Work required →
All lines from the opening of the entries below through the line containing "repository 7b90bfe21cf6a911" must be output exactly as they appear, with no other lines.
Material for the task section start
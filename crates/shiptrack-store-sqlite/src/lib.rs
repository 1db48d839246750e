//! SQLite backend for the shiptrack vessel store.
//!
//! Wraps [`tokio_rusqlite`] so all database access runs on a dedicated thread
//! without blocking the async runtime.

mod encode;
mod schema;
mod store;

pub mod error;

pub use error::{Error, Result};
pub use store::{SqliteConnector, SqliteStore};

#[cfg(test)]
mod tests;
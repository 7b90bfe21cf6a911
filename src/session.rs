//! A stateful connection to one heat pump.

use crate::codec::{self, RawWrite, Value};
use crate::connection::{Options, TcpTransport};
use crate::modbus::MAX_READ_COUNT;
use crate::planner::{self, GateState, Transaction};
use crate::registers::{self, Catalog, Descriptor, Model, RegionKind};
use crate::store::{Snapshot, ValueStore};
use crate::transport::{self, Transport};
use std::time::Duration;
use tracing::{debug, info, trace, warn};

const FIRMWARE_PARTS: [&str; 3] =
    ["input_software_version_major", "input_software_version_minor", "input_software_version_micro"];

/// How reads are paced and batched.
#[derive(Debug, Clone, Copy, PartialEq, Eq)]
pub struct Policy {
    /// Most addresses a single read request may cover.
    pub max_registers: u16,
    /// Pause before every request sent to the device.
    pub delay: Duration,
}

impl Default for Policy {
    fn default() -> Self {
        Self { max_registers: 16, delay: Duration::from_millis(100) }
    }
}

#[derive(clap::Parser, Clone)]
#[group(id = "session::Args")]
pub struct Args {
    /// The heat pump model, which decides the registers and address ranges available.
    #[arg(long, short = 'm', value_enum, default_value_t)]
    model: Model,

    /// Most registers to read with a single request.
    #[arg(
        long,
        default_value_t = Policy::default().max_registers,
        value_parser = clap::value_parser!(u16).range(1..=i64::from(MAX_READ_COUNT)),
    )]
    max_registers: u16,

    /// The amount of time to wait before sending each request.
    ///
    /// Interacting too fast can make some Modbus TCP interfaces behave poorly.
    #[arg(long, default_value = "100ms")]
    delay: humantime::Duration,
}

impl Args {
    pub fn model(&self) -> Model {
        self.model
    }

    pub fn policy(&self) -> Policy {
        Policy { max_registers: self.max_registers, delay: *self.delay }
    }
}

/// Which registers an [`Session::update`] reads.
#[derive(Debug, Clone, PartialEq, Eq)]
pub enum Selection {
    /// Everything the model exposes.
    All,
    /// Everything the model exposes in these regions.
    Kinds(Vec<RegionKind>),
    /// Exactly these registers, or everything the model exposes if there are none.
    Names(Vec<String>),
}

#[derive(thiserror::Error, Debug)]
pub enum Error {
    #[error(transparent)]
    Catalog(#[from] registers::Error),
    #[error("could not plan the reads")]
    Plan(#[from] planner::Error),
    #[error("could not encode the value for `{1}`")]
    Encode(#[source] codec::Error, &'static str),
    #[error("could not read {count} {kind}(s) starting at address {address}")]
    Read {
        #[source]
        source: transport::Error,
        kind: RegionKind,
        address: u16,
        count: u16,
    },
    #[error("could not write `{name}` at address {address}")]
    Write {
        #[source]
        source: transport::Error,
        name: &'static str,
        address: u16,
    },
    #[error("read of {count} {kind}(s) at address {address} returned only {got} values")]
    ShortResponse { kind: RegionKind, address: u16, count: u16, got: usize },
    #[error("could not decode `{1}`")]
    Decode(#[source] codec::Error, &'static str),
}

impl Error {
    /// The transport failure behind this error, if it is one.
    pub fn transport(&self) -> Option<&transport::Error> {
        match self {
            Error::Read { source, .. } | Error::Write { source, .. } => Some(source),
            _ => None,
        }
    }

    pub fn exception_code(&self) -> Option<u8> {
        self.transport().and_then(transport::Error::exception_code)
    }

    pub fn is_not_writable(&self) -> bool {
        matches!(self, Error::Encode(codec::Error::NotWritable(_), _))
    }
}

/// A derived value could not be computed because a register it is made of has not been read.
#[derive(thiserror::Error, Debug, Clone, PartialEq, Eq)]
#[error("`{0}` has not been read yet")]
pub struct IncompleteData(pub &'static str);

pub struct Session<T> {
    transport: T,
    catalog: Catalog,
    model: Model,
    policy: Policy,
    store: ValueStore,
    firmware: Option<String>,
}

impl Session<TcpTransport> {
    /// A session talking Modbus TCP to `host:port` with the Genesis register map.
    pub fn new(
        host: impl Into<String>,
        port: u16,
        model: Model,
        max_registers: u16,
        delay: Duration,
    ) -> Self {
        let transport = TcpTransport::new(Options::new(host, port));
        Self::with_transport(transport, Catalog::GENESIS, model, Policy { max_registers, delay })
    }
}

impl<T: Transport> Session<T> {
    pub fn with_transport(transport: T, catalog: Catalog, model: Model, policy: Policy) -> Self {
        Self { transport, catalog, model, policy, store: ValueStore::new(), firmware: None }
    }

    pub fn host(&self) -> String {
        self.transport.peer()
    }

    pub fn model(&self) -> Model {
        self.model
    }

    pub fn policy(&self) -> Policy {
        self.policy
    }

    pub fn transport(&self) -> &T {
        &self.transport
    }

    /// Whether any value has been read so far.
    pub fn available(&self) -> bool {
        !self.store.is_empty()
    }

    /// The `major.minor.micro` firmware version as of the last successful update.
    pub fn firmware_version(&self) -> Option<&str> {
        self.firmware.as_deref()
    }

    pub fn data(&self) -> Snapshot {
        self.store.snapshot()
    }

    /// Read the selected registers from the device and merge them into [`Self::data`].
    ///
    /// Values are merged after every request, so on failure whatever was read before the
    /// failing request is retained, and the firmware version is recomposed from it.
    pub async fn update(&mut self, selection: &Selection) -> Result<(), Error> {
        let result = self.read(selection).await;
        self.close().await;
        self.refresh_firmware();
        result?;
        debug!(message = "updated", host = %self.host(), values = ?self.store);
        Ok(())
    }

    /// Write a single register.
    ///
    /// Returns the value the device has accepted. [`Self::data`] is not modified until the
    /// register is read back.
    pub async fn set(&mut self, name: &str, value: Value) -> Result<Value, Error> {
        let register = self.catalog.lookup(name)?;
        let raw = codec::encode(register, value).map_err(|e| Error::Encode(e, register.name))?;
        let result = self.write(register, raw).await;
        self.close().await;
        result.map(|()| value)
    }

    fn select(&self, selection: &Selection) -> Result<Vec<&'static Descriptor>, Error> {
        Ok(match selection {
            Selection::All => self.catalog.all_applicable(self.model).collect(),
            Selection::Kinds(kinds) => self.catalog.of_kinds(self.model, kinds).collect(),
            Selection::Names(names) if names.is_empty() => {
                self.catalog.all_applicable(self.model).collect()
            }
            Selection::Names(names) => self.catalog.resolve(names.iter().map(String::as_str))?,
        })
    }

    async fn read(&mut self, selection: &Selection) -> Result<(), Error> {
        let candidates = self.select(selection)?;
        let ranges = self.catalog.valid_ranges(self.model);
        for d in &candidates {
            let last = d.last_address();
            if self.catalog.range_containing(self.model, d.kind, d.address, last).is_none() {
                return Err(planner::Error::OutsideValidRange {
                    name: d.name,
                    kind: d.kind,
                    address: d.address,
                }
                .into());
            }
        }

        let store = &self.store;
        let gate = |d: &Descriptor| GateState::evaluate(d.gate, |name| store.get(name));
        let max = self.policy.max_registers;
        let first = planner::plan(candidates.iter().copied(), ranges, max, gate)?;
        // Registers whose gate is being read right now get another chance once it has been.
        let retry = first
            .skipped
            .iter()
            .filter(|s| s.gate == GateState::Unknown)
            .filter(|s| {
                let gate = s.register.gate.map(|g| g.register);
                candidates.iter().any(|c| Some(c.name) == gate)
            })
            .map(|s| s.register)
            .collect::<Vec<_>>();
        for transaction in &first.transactions {
            self.execute(transaction).await?;
        }
        if retry.is_empty() {
            return Ok(());
        }

        debug!(message = "reading registers behind freshly read gates", count = retry.len());
        let store = &self.store;
        let gate = |d: &Descriptor| GateState::evaluate(d.gate, |name| store.get(name));
        let second = planner::plan(retry, ranges, max, gate)?;
        for transaction in &second.transactions {
            self.execute(transaction).await?;
        }
        Ok(())
    }

    async fn execute(&mut self, transaction: &Transaction<'_>) -> Result<(), Error> {
        tokio::time::sleep(self.policy.delay).await;
        let (kind, address, count) = (transaction.kind, transaction.start, transaction.count());
        debug!(message = "reading", %kind, address, count);
        let read_error =
            move |source: transport::Error| Error::Read { source, kind, address, count };
        self.transport.open().await.map_err(read_error)?;
        let words: Vec<u16> = match kind {
            RegionKind::Coil => {
                let bits = self.transport.read_coils(address, count).await.map_err(read_error)?;
                bits.into_iter().map(u16::from).collect()
            }
            RegionKind::DiscreteInput => {
                let bits = self.transport.read_discrete_inputs(address, count).await;
                bits.map_err(read_error)?.into_iter().map(u16::from).collect()
            }
            RegionKind::InputRegister => {
                self.transport.read_input_registers(address, count).await.map_err(read_error)?
            }
            RegionKind::HoldingRegister => {
                self.transport.read_holding_registers(address, count).await.map_err(read_error)?
            }
        };
        if words.len() < usize::from(count) {
            return Err(Error::ShortResponse { kind, address, count, got: words.len() });
        }
        let mut values = Vec::with_capacity(transaction.members.len());
        for member in &transaction.members {
            let register = member.register;
            let slice = &words[usize::from(member.offset)..];
            let value =
                codec::decode(register, slice).map_err(|e| Error::Decode(e, register.name))?;
            trace!(message = "decoded", register = register.name, %value);
            values.push((register.name, value));
        }
        let changed = self.store.merge(values);
        trace!(message = "merged", %kind, address, changed);
        Ok(())
    }

    async fn write(&mut self, register: &'static Descriptor, raw: RawWrite) -> Result<(), Error> {
        tokio::time::sleep(self.policy.delay).await;
        let (name, address) = (register.name, register.address);
        let write_error = move |source: transport::Error| Error::Write { source, name, address };
        self.transport.open().await.map_err(write_error)?;
        let result = match raw {
            RawWrite::Coil(value) => self.transport.write_coil(address, value).await,
            RawWrite::Register(value) => self.transport.write_register(address, value).await,
        };
        result.map_err(write_error)?;
        info!(message = "written", register = name, address, ?raw);
        Ok(())
    }

    async fn close(&mut self) {
        if let Err(e) = self.transport.close().await {
            warn!(
                message = "could not close the connection",
                host = %self.host(),
                error = (&e as &dyn std::error::Error)
            );
        }
    }

    fn refresh_firmware(&mut self) {
        match self.compose_firmware() {
            Ok(version) => self.firmware = Some(version),
            Err(e) => debug!(message = "firmware version left as is", reason = %e),
        }
    }

    fn compose_firmware(&self) -> Result<String, IncompleteData> {
        let part = |name: &'static str| {
            self.store.get(name).and_then(|v| v.as_integer()).ok_or(IncompleteData(name))
        };
        let [major, minor, micro] = FIRMWARE_PARTS;
        Ok(format!("{}.{}.{}", part(major)?, part(minor)?, part(micro)?))
    }
}
macro_rules! for_each_register {
    ($m:ident) => {
        $m! {
            COIL 3: BIT, RW, IM, "coil_reset_all_alarms";
            COIL 4: BIT, RW, IM, "coil_enable_internal_additional_heater";
            COIL 5: BIT, RW, IM, "coil_enable_external_additional_heater";
            COIL 6: BIT, RW, IM, "coil_enable_hgw";
            COIL 7: BIT, RW, IM, "coil_enable_flow_switch_pressure_switch";
            COIL 8: BIT, RW, IM, "coil_enable_tap_water";
            COIL 9: BIT, RW, IM, "coil_enable_heat";
            COIL 10: BIT, RW, IM, "coil_enable_active_cooling";
            COIL 11: BIT, RW, IM, "coil_enable_mix_valve_1";
            COIL 12: BIT, RW, IM, "coil_enable_twc";
            COIL 13: BIT, RW, IM, "coil_enable_wcs";
            COIL 14: BIT, RW, IM, "coil_enable_hot_gas_pump";
            COIL 16: BIT, RW, IM, "coil_enable_mix_valve_2";
            COIL 17: BIT, RW, IM, "coil_enable_mix_valve_3";
            COIL 18: BIT, RW, IM, "coil_enable_mix_valve_4";
            COIL 19: BIT, RW, IM, "coil_enable_mix_valve_5";
            COIL 20: BIT, RW, IM, "coil_enable_brine_out_monitoring";
            COIL 21: BIT, RW, IM, "coil_enable_brine_pump_continuous_operation";
            COIL 22: BIT, RW, IM, "coil_enable_system_circulation_pump";
            COIL 23: BIT, RW, IM, "coil_enable_dew_point_calculation";
            COIL 24: BIT, RW, IM, "coil_enable_anti_legionella";
            COIL 25: BIT, RW, IM, "coil_enable_additional_heater_only";
            COIL 26: BIT, RW, IM, "coil_enable_current_limitation";
            COIL 28: BIT, RW, IM, "coil_enable_pool";
            COIL 29: BIT, RW, _M, "coil_enable_surplus_heat_chiller";
            COIL 30: BIT, RW, _M, "coil_enable_surplus_heat_borehole";
            COIL 31: BIT, RW, IM, "coil_enable_external_additional_heater_for_pool";
            COIL 32: BIT, RW, IM, "coil_enable_internal_additional_heater_for_pool";
            COIL 33: BIT, RW, IM, "coil_enable_passive_cooling";
            COIL 34: BIT, RW, I_, "coil_enable_variable_speed_mode_for_condenser_pump";
            COIL 35: BIT, RW, I_, "coil_enable_variable_speed_mode_for_brine_pump";
            COIL 36: BIT, RW, IM, "coil_enable_cooling_mode_for_mixing_valve_1";
            COIL 41: BIT, RW, IM, "coil_enable_brine_in_monitoring";
            COIL 42: BIT, RW, IM, "coil_enable_fixed_system_supply_set_point";
            DINP 0: BIT, R_, IM, "dinput_alarm_active_class_a";
            DINP 1: BIT, R_, IM, "dinput_alarm_active_class_b";
            DINP 2: BIT, R_, IM, "dinput_alarm_active_class_c";
            DINP 3: BIT, R_, IM, "dinput_alarm_active_class_d";
            DINP 4: BIT, R_, IM, "dinput_alarm_active_class_e";
            DINP 9: BIT, R_, IM, "dinput_high_pressure_switch_alarm";
            DINP 10: BIT, R_, IM, "dinput_low_pressure_level_alarm";
            DINP 11: BIT, R_, IM, "dinput_high_discharge_pipe_temperature_alarm";
            DINP 12: BIT, R_, IM, "dinput_operating_pressure_limit_indication";
            DINP 13: BIT, R_, IM, "dinput_discharge_pipe_sensor_alarm";
            DINP 14: BIT, R_, IM, "dinput_liquid_line_sensor_alarm";
            DINP 15: BIT, R_, IM, "dinput_suction_gas_sensor_alarm";
            DINP 16: BIT, R_, IM, "dinput_flow_pressure_switch_alarm";
            DINP 22: BIT, R_, IM, "dinput_power_input_phase_detection_alarm";
            DINP 23: BIT, R_, I_, "dinput_inverter_unit_alarm";
            DINP 24: BIT, R_, IM, "dinput_system_supply_low_temperature_alarm";
            DINP 25: BIT, R_, IM, "dinput_system_supply_high_temperature_alarm";
            DINP 26: BIT, R_, IM, "dinput_brine_out_low_temperature_alarm";
            DINP 27: BIT, R_, IM, "dinput_brine_in_high_temperature_alarm";
            INPT 0: U16, R_, IM, "input_current_error_code";
            INPT 1: I16 / 100, R_, IM, "input_outdoor_temperature";
            INPT 3: I16 / 100, R_, IM, "input_system_supply_line_temperature";
            INPT 4: I16 / 100, R_, IM, "input_discharge_pipe_temperature";
            INPT 5: I16 / 100, R_, IM, "input_liquid_line_temperature";
            INPT 6: I16 / 100, R_, IM, "input_suction_gas_temperature";
            INPT 7: I16 / 100, R_, IM, "input_return_line_temperature";
            INPT 8: I16 / 100, R_, IM, "input_pool_temperature";
            INPT 9: I16 / 100, R_, IM, "input_tap_water_weighted_temperature";
            INPT 10: I16 / 100, R_, IM, "input_brine_in_temperature";
            INPT 11: I16 / 100, R_, IM, "input_brine_out_temperature";
            INPT 12: I16 / 100, R_, IM, "input_tap_water_top_temperature";
            INPT 13: I16 / 100, R_, IM, "input_tap_water_lower_temperature";
            INPT 17: I16 / 100, R_, IM, "input_room_temperature";
            INPT 20: I16 / 100, R_, IM, "input_cooling_tank_temperature";
            INPT 25: STS, R_, IM, "input_status";
            INPT 29: U16 / 100, R_, IM, "input_compressor_speed_percent";
            INPT 30: U16 / 100, R_, I_, "input_condenser_circulation_pump_speed";
            INPT 31: U16 / 100, R_, I_, "input_brine_circulation_pump_speed";
            INPT 32: I16 / 100, R_, IM, "input_calculated_supply_line_temperature";
            INPT 36: I16 / 100, R_, IM, "input_desired_temperature_mix_valve_1";
            INPT 39: I16 / 100, R_, IM, "input_buffer_tank_temperature";
            INPT 41: U16, R_, _M, "input_compressor_available_gears";
            INPT 44: U16, R_, _M, "input_compressor_current_gear";
            INPT 100: U32, R_, IM, "input_compressor_operating_hours";
            INPT 102: U32, R_, IM, "input_tap_water_operating_hours";
            INPT 104: U32, R_, IM, "input_external_additional_heater_operating_hours";
            INPT 107: U16, R_, IM, "input_software_version_major";
            INPT 108: U16, R_, IM, "input_software_version_minor";
            INPT 109: U16, R_, IM, "input_software_version_micro";
            HOLD 0: U16, RW, IM, "holding_operational_mode";
            HOLD 3: I16 / 100, RW, IM, "holding_max_limitation";
            HOLD 4: I16 / 100, RW, IM, "holding_min_limitation";
            HOLD 5: I16 / 100, RW, IM, "holding_comfort_wheel_setting";
            HOLD 6: I16 / 100, RW, IM, "holding_set_point_heat_curve_y_1";
            HOLD 7: I16 / 100, RW, IM, "holding_set_point_heat_curve_y_2";
            HOLD 8: I16 / 100, RW, IM, "holding_set_point_heat_curve_y_3";
            HOLD 9: I16 / 100, RW, IM, "holding_set_point_heat_curve_y_4";
            HOLD 10: I16 / 100, RW, IM, "holding_set_point_heat_curve_y_5";
            HOLD 11: I16 / 100, RW, IM, "holding_set_point_heat_curve_y_6";
            HOLD 12: I16 / 100, RW, IM, "holding_set_point_heat_curve_y_7";
            HOLD 16: I16 / 100, RW, IM, "holding_heat_stop";
            HOLD 22: I16 / 100, RW, IM, "holding_start_temperature_tap_water";
            HOLD 23: I16 / 100, RW, IM, "holding_stop_temperature_tap_water";
            HOLD 26: U16, RW, _M, "holding_minimum_allowed_gear_in_heating";
            HOLD 27: U16, RW, _M, "holding_maximum_allowed_gear_in_heating";
            HOLD 30: I16 / 100, RW, IM, "holding_external_additional_heater_start";
            HOLD 31: I16 / 100, RW, IM, "holding_fixed_system_supply_set_point",
                gate = "coil_enable_fixed_system_supply_set_point" == true;
            HOLD 50: U16, R_, IM, "holding_modbus_slave_address";
        }
    };
}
Material for the task section end
Reply to the exercise →
filename crates/shiptrack-store-sqlite/src/lib.rs
repository 1db48d839246750e
//! SQLite backend for the shiptrack vessel store.
//!
//! Wraps [`tokio_rusqlite`] so all database access runs on a dedicated thread
//! without blocking the async runtime.

mod encode;
mod schema;
mod store;

pub mod error;

pub use error::{Error, Result};
pub use store::{SqliteConnector, SqliteStore};

#[cfg(test)]
mod tests;
repository 7b90bfe21cf6a911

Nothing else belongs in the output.